I'm aware the recommended pattern is to change entire config files rather than just appending to a file, but I dislike this approach for multiple reasons.
So far the only solution I found was to use a cookbook_file
and then use a bash resource to do:
cat lines_to_append >> /path/configfile
Obviously this wouldn't work properly, as it'd append the file over and over, each time you run chef-client. I'd have to create a small bash script to check for a specific string first, and, if not found, append to the file.
But this seems to defeat the purpose of using Chef. There must be a better way.
One promising solution was the line cookbook from OpsCode Community. It aimed to solve this exact problem. Unfortunately the functionality is incomplete, buggy, and the code is just a quick hack. Far from being a solid solution.
Another option I evaluated was augeas. Seems pretty powerful, but it'd add yet-another layer of abstraction to the system.

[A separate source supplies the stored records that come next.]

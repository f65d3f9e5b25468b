//! Concurrency wrapper around [`AddressManagerCore`].
//!
//! A single `tokio::sync::Mutex` guards the whole structure (spec §5: "a
//! single mutable store guarded by one exclusive lock"). Every method
//! here acquires it for its entire duration, except `serialize`/
//! `unserialize`, which release it before touching the filesystem —
//! file I/O is the only suspension point the core itself never sees.

use std::io::Write as _;
use std::path::Path;

use rand::rngs::StdRng;
use rand::{RngCore, SeedableRng};
use tokio::sync::Mutex;

use crate::clock::{Clock, SystemClock};
use crate::core::AddressManagerCore;
use crate::endpoint::Endpoint;
use crate::entry::ExtendedEntry;
use crate::error::{AddrManError, AddrManResult};
use crate::hashing::SecretKey;
use crate::serializer;

/// The address manager: a locked [`AddressManagerCore`] plus an
/// injected clock. Cheap to share behind an `Arc` across tasks.
pub struct AddressManager {
    core: Mutex<AddressManagerCore>,
    clock: Box<dyn Clock>,
}

impl Default for AddressManager {
    fn default() -> Self {
        Self::new()
    }
}

impl AddressManager {
    /// A fresh, empty manager with a randomly drawn secret key and the
    /// system wall clock.
    pub fn new() -> Self {
        let rng = Box::new(StdRng::from_entropy());
        AddressManager {
            core: Mutex::new(AddressManagerCore::new(rng)),
            clock: Box::new(SystemClock),
        }
    }

    /// Build a manager with an explicit secret key, RNG and clock —
    /// for tests that need reproducible bucket placement or scripted
    /// time.
    pub fn with_parts(
        key: SecretKey,
        rng: Box<dyn RngCore + Send>,
        clock: Box<dyn Clock>,
    ) -> Self {
        AddressManager {
            core: Mutex::new(AddressManagerCore::with_key(key, rng)),
            clock,
        }
    }

    /// Total number of live entries (NEW + TRIED).
    pub async fn size(&self) -> usize {
        self.core.lock().await.size()
    }

    /// Add learned endpoints to NEW. Returns `true` iff at least one
    /// brand-new entry was created.
    pub async fn add_to_new_table(
        &self,
        endpoints: Vec<Endpoint>,
        source: Option<Endpoint>,
        penalty: i64,
    ) -> bool {
        let now = self.clock.now();
        let mut core = self.core.lock().await;
        let mut any_created = false;
        for endpoint in endpoints {
            if core.add_to_new(endpoint, source, penalty, now) {
                any_created = true;
            }
        }
        any_created
    }

    /// Mark an endpoint as reachable, evaluating "now" at call time.
    pub async fn mark_good(&self, endpoint: Endpoint, test_before_evict: bool) {
        let now = self.clock.now();
        self.mark_good_at(endpoint, test_before_evict, now).await
    }

    /// Same as [`Self::mark_good`] with an explicit `now`, for tests and
    /// for collision resolution replaying a specific timestamp.
    pub async fn mark_good_at(&self, endpoint: Endpoint, test_before_evict: bool, now: i64) {
        self.core.lock().await.mark_good(endpoint, test_before_evict, now);
    }

    /// Record a connection attempt, evaluating "now" at call time.
    pub async fn attempt(&self, endpoint: Endpoint, count_failures: bool) {
        let now = self.clock.now();
        self.attempt_at(endpoint, count_failures, now).await
    }

    /// Same as [`Self::attempt`] with an explicit `now`.
    pub async fn attempt_at(&self, endpoint: Endpoint, count_failures: bool, now: i64) {
        self.core.lock().await.attempt(endpoint, count_failures, now);
    }

    /// Refresh an endpoint's liveness timestamp, evaluating "now" at
    /// call time.
    pub async fn connect(&self, endpoint: Endpoint) {
        let now = self.clock.now();
        self.connect_at(endpoint, now).await
    }

    /// Same as [`Self::connect`] with an explicit `now`.
    pub async fn connect_at(&self, endpoint: Endpoint, now: i64) {
        self.core.lock().await.connect(endpoint, now);
    }

    /// Choose a candidate endpoint to connect to.
    pub async fn select_peer(&self, new_only: bool) -> Option<Endpoint> {
        let now = self.clock.now();
        self.core.lock().await.select_peer(new_only, now)
    }

    /// Pick a queued tried-table collision and return the entry it
    /// would evict, for the caller to probe against.
    pub async fn select_tried_collision(&self) -> Option<ExtendedEntry> {
        self.core.lock().await.select_tried_collision()
    }

    /// Resolve every queued tried-table collision.
    pub async fn resolve_tried_collisions(&self) {
        let now = self.clock.now();
        self.core.lock().await.resolve_tried_collisions(now);
    }

    /// A reservoir sample of non-terrible endpoints, suitable for
    /// answering a peer's GET_PEERS-style request.
    pub async fn get_peers(&self) -> Vec<Endpoint> {
        let now = self.clock.now();
        self.core.lock().await.get_peers(now)
    }

    /// Write the manager's state to `path`, via a temp file + rename so
    /// a crash mid-write cannot corrupt the previously committed file.
    pub async fn serialize(&self, path: impl AsRef<Path>) -> AddrManResult<()> {
        let text = {
            let core = self.core.lock().await;
            serializer::dump(&core)
        };
        match write_atomic(path.as_ref(), &text) {
            Ok(()) => {
                log::debug!("Address manager successfully persisted to {:?}", path.as_ref());
                Ok(())
            }
            Err(e) => {
                log::error!("Address manager failed to persist to {:?}: {}", path.as_ref(), e);
                Err(e)
            }
        }
    }

    /// Replace the manager's state with what's stored at `path`. On any
    /// parse failure the manager is left untouched.
    pub async fn unserialize(&self, path: impl AsRef<Path>) -> AddrManResult<()> {
        let text = tokio::fs::read_to_string(path.as_ref()).await.map_err(|e| {
            log::error!("Address manager failed to read {:?}: {}", path.as_ref(), e);
            e
        })?;

        let rng: Box<dyn RngCore + Send> = Box::new(StdRng::from_entropy());
        let loaded = serializer::load(&text, rng).map_err(|e| {
            log::error!("Address manager state at {:?} is corrupt: {}", path.as_ref(), e);
            e
        })?;

        let mut core = self.core.lock().await;
        *core = loaded;
        log::debug!("Address manager successfully restored from {:?}", path.as_ref());
        Ok(())
    }
}

fn write_atomic(path: &Path, contents: &str) -> AddrManResult<()> {
    let dir = path.parent().filter(|p| !p.as_os_str().is_empty());
    let mut tmp = match dir {
        Some(dir) => tempfile::NamedTempFile::new_in(dir)?,
        None => tempfile::NamedTempFile::new()?,
    };
    tmp.write_all(contents.as_bytes())?;
    tmp.flush()?;
    tmp.persist(path).map_err(|e| AddrManError::Io(e.error))?;
    Ok(())
}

Overkill, in my case.
Given that this is one of the most obvious tasks for any sysadmin, is there any easy and beautiful solution with Chef that I'm not seeing?
EDIT: here's how I'm solving it so far:
cookbook_file "/tmp/parms_to_append.conf" do
source "parms_to_append.conf"
end
bash "append_to_config" do
user "root"
code <<-EOF
cat /tmp/parms_to_append.conf >> /etc/config
rm /tmp/parms_to_append.conf
EOF
not_if "grep -q MY_IDENTIFIER /etc/config"
end
It works, but not sure this is the recommended Chef pattern.